The court complex is rising even as most of the candidates vying to succeed U.S. President George W. Bush in January 2008 have pledged to shut down the widely criticized Guantanamo prison camp. The court complex is designed to be moved elsewhere if it is no longer needed at Guantanamo.
"Whatever we're told to do, we can pick it up and move it to another location," said Army Col. Wendy Kelly, operations director for the Pentagon office overseeing the war court.
It will be ready for use in March and is part of the military's plan to try as many as 80 Guantanamo prisoners on war crimes charges. So far only one captive has been convicted at Guantanamo, an Australian who pleaded guilty to training with al Qaeda. After being held at Guantanamo for more than five years, he finished his nine-month sentence in his homeland in December.
HEARINGS THIS WEEK
Pretrial hearings resume in another courtroom this week for two other prisoners captured in Afghanistan after the United States invaded following the Sept. 11 attacks in 2001.

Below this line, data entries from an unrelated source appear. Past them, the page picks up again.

//! Command line parsing and [`Action::Inspect`][ai] construction.
//!
//! [ai]: crate::cli::Action::Inspect

use std::path::PathBuf;

use clap::{Arg, ArgMatches, Command, value_parser};

/// Description of a container to decode and display.
#[derive(Clone, Debug, Hash, PartialEq, Eq)]
pub struct InspectConfig {
    /// The container to inspect.
    pub container: PathBuf,
    /// The first character code of every font in the container.
    pub first_char: u8,
    /// The last character code of every font in the container.
    pub last_char: u8,
}

/// Parses the arguments required to produce a valid [`InspectConfig`].
pub fn parse_arguments(matches: &ArgMatches) -> InspectConfig {
    let container = matches
        .get_one::<PathBuf>("container")
        .cloned()
        .unwrap_or_else(|| unreachable!("`container` is a required argument"));

    let first_char = matches
        .get_one::<u8>("first-char")
        .copied()
        .unwrap_or_else(|| unreachable!("`first-char` should have a default value"));

    let last_char = matches
        .get_one::<u8>("last-char")
        .copied()
        .unwrap_or_else(|| unreachable!("`last-char` should have a default value"));

    InspectConfig {
        container,
        first_char,
        last_char,
    }
}

/// Returns the command parser for an [`Action::Inspect`][ai].
///
/// [ai]: crate::cli::Action::Inspect
pub fn subcommand_parser() -> Command {
    let container = Arg::new("container")
        .help("The container to inspect")
        .value_parser(value_parser!(PathBuf))
        .required(true);

    let first_char = Arg::new("first-char")
        .long("first-char")
        .help("The first character code of the fonts, decimal or 0x-prefixed hexadecimal")
        .value_parser(parse_char_code)
        .default_value("0x20");

    let last_char = Arg::new("last-char")
        .long("last-char")
        .help("The last character code of the fonts, decimal or 0x-prefixed hexadecimal")
        .value_parser(parse_char_code)
        .default_value("0xff");

    Command::new("inspect")
        .about("Decodes the fonts of a container and prints their glyphs")
        .arg(container)
        .arg(first_char)
        .arg(last_char)
}

/// Parses a character code written in decimal or in 0x-prefixed hexadecimal.
fn parse_char_code(value: &str) -> Result<u8, String> {
    let parsed = match value
        .strip_prefix("0x")
        .or_else(|| value.strip_prefix("0X"))
    {
        Some(hex) => u8::from_str_radix(hex, 16),
        None => value.parse(),
    };

    parsed.map_err(|error| format!("invalid character code `{value}`: {error}"))
}

#[cfg(test)]
mod test {
    use super::{parse_arguments, parse_char_code, subcommand_parser};

    #[test]
    fn char_codes() {
        assert_eq!(parse_char_code("0x7f"), Ok(0x7F));
        assert_eq!(parse_char_code("32"), Ok(32));
        assert!(parse_char_code("0x100").is_err());
        assert!(parse_char_code("space").is_err());
    }

    #[test]
    fn defaults_cover_the_upper_ansi_range() {
        let matches = subcommand_parser()
            .try_get_matches_from(["inspect", "fonts.dfbf"])
            .unwrap();
        let config = parse_arguments(&matches);

        assert_eq!(config.first_char, 0x20);
        assert_eq!(config.last_char, 0xFF);
    }
}
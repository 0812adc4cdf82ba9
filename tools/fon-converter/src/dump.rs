//! Writers producing source-embeddable text dumps of binary blobs.

use std::io::{self, Write};

/// The number of bytes written on each line of a dump.
const BYTES_PER_LINE: usize = 16;

/// Writes `bytes` as a C array definition named `name`.
///
/// # Errors
///
/// Returns any error produced by `writer`.
pub fn write_c_array<W: Write>(mut writer: W, name: &str, bytes: &[u8]) -> io::Result<()> {
    writeln!(writer, "static const unsigned char {name}[{}] = {{", bytes.len())?;
    write_lines(&mut writer, bytes)?;
    writeln!(writer, "}};")
}

/// Writes `bytes` as a Rust static definition named `name`.
///
/// # Errors
///
/// Returns any error produced by `writer`.
pub fn write_rust_static<W: Write>(mut writer: W, name: &str, bytes: &[u8]) -> io::Result<()> {
    let name = name.to_ascii_uppercase();
    writeln!(writer, "pub static {name}: [u8; {}] = [", bytes.len())?;
    write_lines(&mut writer, bytes)?;
    writeln!(writer, "];")
}

/// Writes `bytes` as indented lines of comma-separated hexadecimal literals.
fn write_lines<W: Write>(writer: &mut W, bytes: &[u8]) -> io::Result<()> {
    for line in bytes.chunks(BYTES_PER_LINE) {
        write!(writer, "   ")?;
        for byte in line {
            write!(writer, " 0x{byte:02x},")?;
        }
        writeln!(writer)?;
    }

    Ok(())
}

/// Returns `true` if `name` can be used as an identifier in both C and Rust.
pub fn is_valid_identifier(name: &str) -> bool {
    let mut chars = name.chars();
    chars
        .next()
        .is_some_and(|c| c.is_ascii_alphabetic() || c == '_')
        && chars.all(|c| c.is_ascii_alphanumeric() || c == '_')
}

#[cfg(test)]
mod test {
    use super::{is_valid_identifier, write_c_array, write_rust_static};

    #[test]
    fn c_array() {
        let bytes: Vec<u8> = (0..18).collect();
        let mut out = Vec::new();
        write_c_array(&mut out, "fonts", &bytes).unwrap();

        assert_eq!(
            String::from_utf8(out).unwrap(),
            "static const unsigned char fonts[18] = {\n    \
            0x00, 0x01, 0x02, 0x03, 0x04, 0x05, 0x06, 0x07, \
            0x08, 0x09, 0x0a, 0x0b, 0x0c, 0x0d, 0x0e, 0x0f,\n    \
            0x10, 0x11,\n};\n"
        );
    }

    #[test]
    fn rust_static() {
        let mut out = Vec::new();
        write_rust_static(&mut out, "fonts", &[0xDF, 0xBF]).unwrap();

        assert_eq!(
            String::from_utf8(out).unwrap(),
            "pub static FONTS: [u8; 2] = [\n    0xdf, 0xbf,\n];\n"
        );
    }

    #[test]
    fn identifiers() {
        assert!(is_valid_identifier("font_blob2"));
        assert!(is_valid_identifier("_x"));
        assert!(!is_valid_identifier("2fonts"));
        assert!(!is_valid_identifier("font-blob"));
        assert!(!is_valid_identifier(""));
    }
}
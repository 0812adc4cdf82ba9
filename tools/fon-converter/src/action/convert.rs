//! Conversion of a `.fon` file into a container given a [`ConvertConfig`].

use std::{
    fs::{self, File},
    io::{BufWriter, Write},
    path::PathBuf,
};

use anyhow::{Context, Result};
use fon_converter::{
    container,
    convert::{ConvertOptions, convert_file},
    dump,
};
use font::codec::EncodedFont;
use tracing::info;

use crate::cli::convert::{ConvertConfig, OutputFormat};

/// Converts every font in the file described by `config` and writes the resulting container.
///
/// Returns the path at which the container was written.
///
/// # Errors
///
/// Returns errors when the input cannot be read, no font can be converted, the container cannot
/// be built, or the output cannot be written.
pub fn convert(config: ConvertConfig) -> Result<PathBuf> {
    let file = fs::read(&config.input)
        .with_context(|| format!("failed to read \"{}\"", config.input.display()))?;

    let options = ConvertOptions {
        verify: config.verify,
        strict: config.strict,
    };
    let fonts: Vec<EncodedFont> = convert_file(&file, options)?
        .into_iter()
        .map(|font| font.encoded)
        .collect();
    let blob = container::build(&fonts).context("failed to build container")?;

    let output = File::create(&config.output)
        .with_context(|| format!("failed to create \"{}\"", config.output.display()))?;
    let mut writer = BufWriter::new(output);
    match config.format {
        OutputFormat::Binary => writer.write_all(&blob)?,
        OutputFormat::C => dump::write_c_array(&mut writer, &config.name, &blob)?,
        OutputFormat::Rust => dump::write_rust_static(&mut writer, &config.name, &blob)?,
    }
    writer
        .flush()
        .with_context(|| format!("failed to write \"{}\"", config.output.display()))?;

    info!(
        fonts = fonts.len(),
        bytes = blob.len(),
        format = config.format.as_str(),
        "wrote container"
    );

    Ok(config.output)
}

Lawyers for Omar Khadr, a Canadian accused of throwing a grenade that killed one U.S. soldier and wounded others during a firefight in Afghanistan in 2002, will argue the charges should be dismissed because Khadr was 15 when captured and prosecuting him would violate international law protecting child soldiers.
Khadr, now 21, is the Toronto-born son of an alleged al Qaeda financier who often took his family to stay at bin Laden's compound in Afghanistan.
His lawyers also plan to argue Khadr cannot be tried under the 2006 law creating the Guantanamo court because the acts he is accused of were not classified as war crimes when they occurred.
Khadr, who was gravely wounded by U.S. soldiers during the firefight at a suspected al Qaeda compound, faces life in prison if convicted on charges that include murder and attempted murder of American soldiers. His lawyers said in trial documents that killing enemy soldiers had never before been recognized as a war crime and that "doing so is, almost by definition, a fundamental element of armed conflict."
Prosecutors will argue that Khadr was a terrorist and not a lawful combatant because he was not part of any regular national army that followed traditional laws of war. They said Khadr told interrogators he wanted "to kill lots of Americans" because he would collect a $1,500 reward for each one killed.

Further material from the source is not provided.